• TASK TO CARRY OUT: Report every line of the data where the string "monetary" appears.

• DATA LISTING:

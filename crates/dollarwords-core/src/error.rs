//! # Error Types
//!
//! Error types for dollarwords-core.
//!
//! ## Error Hierarchy
//! ```text
//! ┌─────────────────────────────────────────────────────────────────────────┐
//! │                         Error Types                                     │
//! │                                                                         │
//! │  dollarwords-core errors (this file)                                   │
//! │  ├── CoreError        - The single failure kind: InvalidInput          │
//! │  └── ValidationError  - Why the input was rejected                     │
//! │                                                                         │
//! │  apps/api errors (separate crate)                                      │
//! │  └── ApiError         - What the HTTP caller sees (serialized)         │
//! │                                                                         │
//! │  Flow: ValidationError → CoreError → ApiError → 400 JSON body          │
//! └─────────────────────────────────────────────────────────────────────────┘
//! ```
//!
//! Callers branch on success vs. failure only. The reason is carried for
//! display, never for control flow.

use thiserror::Error;

// =============================================================================
// Core Error
// =============================================================================

/// Conversion errors.
///
/// There is exactly one kind of failure. The wrapped [`ValidationError`]
/// says which check rejected the input; `Display` prints only that reason.
#[derive(Debug, Clone, PartialEq, Eq, Error)]
pub enum CoreError {
    /// The input string is not an acceptable amount.
    #[error("{0}")]
    InvalidInput(#[from] ValidationError),
}

impl CoreError {
    /// Returns the validation reason behind this error.
    pub fn reason(&self) -> &ValidationError {
        match self {
            CoreError::InvalidInput(reason) => reason,
        }
    }
}

// =============================================================================
// Validation Error
// =============================================================================

/// Input validation failures.
///
/// All validation runs eagerly before any word is rendered.
#[derive(Debug, Clone, PartialEq, Eq, Error)]
pub enum ValidationError {
    /// Empty or whitespace-only input.
    #[error("Input cannot be null or empty")]
    Required,

    /// Not a decimal numeral in the invariant format.
    #[error("Invalid number format")]
    InvalidFormat,

    /// A nonzero amount with a leading minus sign.
    #[error("Negative numbers are not supported")]
    Negative,

    /// Above the largest renderable amount.
    #[error("Number too large (maximum {max})")]
    TooLarge { max: &'static str },
}

// =============================================================================
// Result Type Alias
// =============================================================================

/// Convenience type alias for Results with CoreError.
pub type CoreResult<T> = Result<T, CoreError>;

// =============================================================================
// Unit Tests
// =============================================================================
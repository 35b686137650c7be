//! # Amount Module
//!
//! Provides the `Amount` type: a validated, non-negative monetary value.
//!
//! ## Why Integer Cents?
//! ```text
//! ┌─────────────────────────────────────────────────────────────────────────┐
//! │  THE FLOATING POINT PROBLEM                                             │
//! │                                                                         │
//! │  999999999999.99 as f64 = 999999999999.9899902...  ❌ cents are gone   │
//! │                                                                         │
//! │  OUR SOLUTION: parse the digit strings, keep integer cents              │
//! │    "123.45" → integer "123", fraction "45" → 12345 cents               │
//! │    Every amount up to the ceiling is exact in a u64                     │
//! │                                                                         │
//! └─────────────────────────────────────────────────────────────────────────┘
//! ```
//!
//! ## Usage
//! ```rust
//! use dollarwords_core::Amount;
//!
//! let amount = Amount::parse("123.45").unwrap();
//! assert_eq!(amount.dollars(), 123);
//! assert_eq!(amount.cents_part(), 45);
//!
//! // One fractional digit means tenths: ".5" is fifty cents
//! assert_eq!(Amount::parse(".5").unwrap().cents_part(), 50);
//! ```

use std::fmt;
use std::str::FromStr;

use crate::error::ValidationError;
use crate::validation::{scan_numeral, ValidationResult};
use crate::{MAX_AMOUNT_CENTS, MAX_WHOLE_DOLLARS};

/// Digits in [`MAX_WHOLE_DOLLARS`]; any integer part with fewer significant
/// digits is in range.
const MAX_WHOLE_DIGITS: usize = 12;

/// How the ceiling is spelled in error messages.
const MAX_AMOUNT_DISPLAY: &str = "999,999,999,999.99";

// =============================================================================
// Amount Type
// =============================================================================

/// A monetary value in cents, always within `0..=MAX_AMOUNT_CENTS`.
///
/// Digits beyond the second fractional place are dropped during parsing
/// (truncated, not rounded), so "1.999" holds 199 cents.
#[derive(Debug, Clone, Copy, PartialEq, Eq, PartialOrd, Ord, Hash, Default)]
pub struct Amount(u64);

impl Amount {
    /// The largest accepted amount ($999,999,999,999.99).
    pub const MAX: Amount = Amount(MAX_AMOUNT_CENTS);

    /// Creates an amount from cents.
    ///
    /// Returns `None` above [`Amount::MAX`].
    ///
    /// ## Example
    /// ```rust
    /// use dollarwords_core::Amount;
    ///
    /// let amount = Amount::from_cents(1099).unwrap(); // $10.99
    /// assert_eq!(amount.dollars(), 10);
    /// assert!(Amount::from_cents(u64::MAX).is_none());
    /// ```
    pub const fn from_cents(cents: u64) -> Option<Self> {
        if cents > MAX_AMOUNT_CENTS {
            None
        } else {
            Some(Amount(cents))
        }
    }

    /// Returns zero.
    #[inline]
    pub const fn zero() -> Self {
        Amount(0)
    }

    /// Returns the value in cents.
    #[inline]
    pub const fn cents(&self) -> u64 {
        self.0
    }

    /// Returns the whole-dollar part.
    #[inline]
    pub const fn dollars(&self) -> u64 {
        self.0 / 100
    }

    /// Returns the cents part (0-99).
    #[inline]
    pub const fn cents_part(&self) -> u64 {
        self.0 % 100
    }

    /// Checks if the value is zero.
    #[inline]
    pub const fn is_zero(&self) -> bool {
        self.0 == 0
    }

    /// Parses an invariant-format decimal string.
    ///
    /// ## Validation Order
    /// ```text
    /// input ──► empty? ──────────────► Required
    ///   │
    ///   ▼
    /// grammar ok? ──────────────────► InvalidFormat
    ///   │
    ///   ▼
    /// every digit 0? ───────────────► Ok(zero)     ("-0" is zero, not negative)
    ///   │
    ///   ▼
    /// '-' sign (either end)? ───────► Negative
    ///   │
    ///   ▼
    /// above 999,999,999,999.99? ────► TooLarge
    ///   │
    ///   ▼
    /// Ok(amount)
    /// ```
    ///
    /// An integer part with more than 12 significant digits is `TooLarge`
    /// however long it is. Digit strings are never converted to a
    /// fixed-width decimal, so there is no separate overflow case reported
    /// as `InvalidFormat`.
    pub fn parse(input: &str) -> ValidationResult<Self> {
        let numeral = scan_numeral(input)?;

        if numeral.is_zero() {
            return Ok(Amount::zero());
        }

        if numeral.is_negative() {
            return Err(ValidationError::Negative);
        }

        let integer = numeral.integer_digits().trim_start_matches('0');
        if integer.len() > MAX_WHOLE_DIGITS {
            return Err(too_large());
        }

        let dollars: u64 = if integer.is_empty() {
            0
        } else {
            integer
                .parse()
                .map_err(|_| ValidationError::InvalidFormat)?
        };

        let fraction = numeral.fraction_digits();
        let (kept, dropped) = fraction.split_at(fraction.len().min(2));
        let cents = parse_cents(kept)?;

        // Only the dropped digits can push the very top amount over the ceiling
        if dollars == MAX_WHOLE_DOLLARS
            && cents == 99
            && dropped.bytes().any(|b| b != b'0')
        {
            return Err(too_large());
        }

        Ok(Amount(dollars * 100 + cents))
    }
}

/// Reads up to two fraction digits as cents, right-padding with zero.
fn parse_cents(digits: &str) -> ValidationResult<u64> {
    match digits.len() {
        0 => Ok(0),
        1 => digits
            .parse::<u64>()
            .map(|tenths| tenths * 10)
            .map_err(|_| ValidationError::InvalidFormat),
        _ => digits.parse().map_err(|_| ValidationError::InvalidFormat),
    }
}

fn too_large() -> ValidationError {
    ValidationError::TooLarge {
        max: MAX_AMOUNT_DISPLAY,
    }
}

// =============================================================================
// Trait Implementations
// =============================================================================

impl FromStr for Amount {
    type Err = ValidationError;

    fn from_str(s: &str) -> Result<Self, Self::Err> {
        Amount::parse(s)
    }
}

/// Shows the amount as `$<dollars>.<cents>` for logs and debugging.
impl fmt::Display for Amount {
    fn fmt(&self, f: &mut fmt::Formatter<'_>) -> fmt::Result {
        write!(f, "${}.{:02}", self.dollars(), self.cents_part())
    }
}

// =============================================================================
// Unit Tests
// =============================================================================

• ANSWER AREA:
//! Provides the `Amount` type: a validated, non-negative monetary value.
/// A monetary value in cents, always within `0..=MAX_AMOUNT_CENTS`.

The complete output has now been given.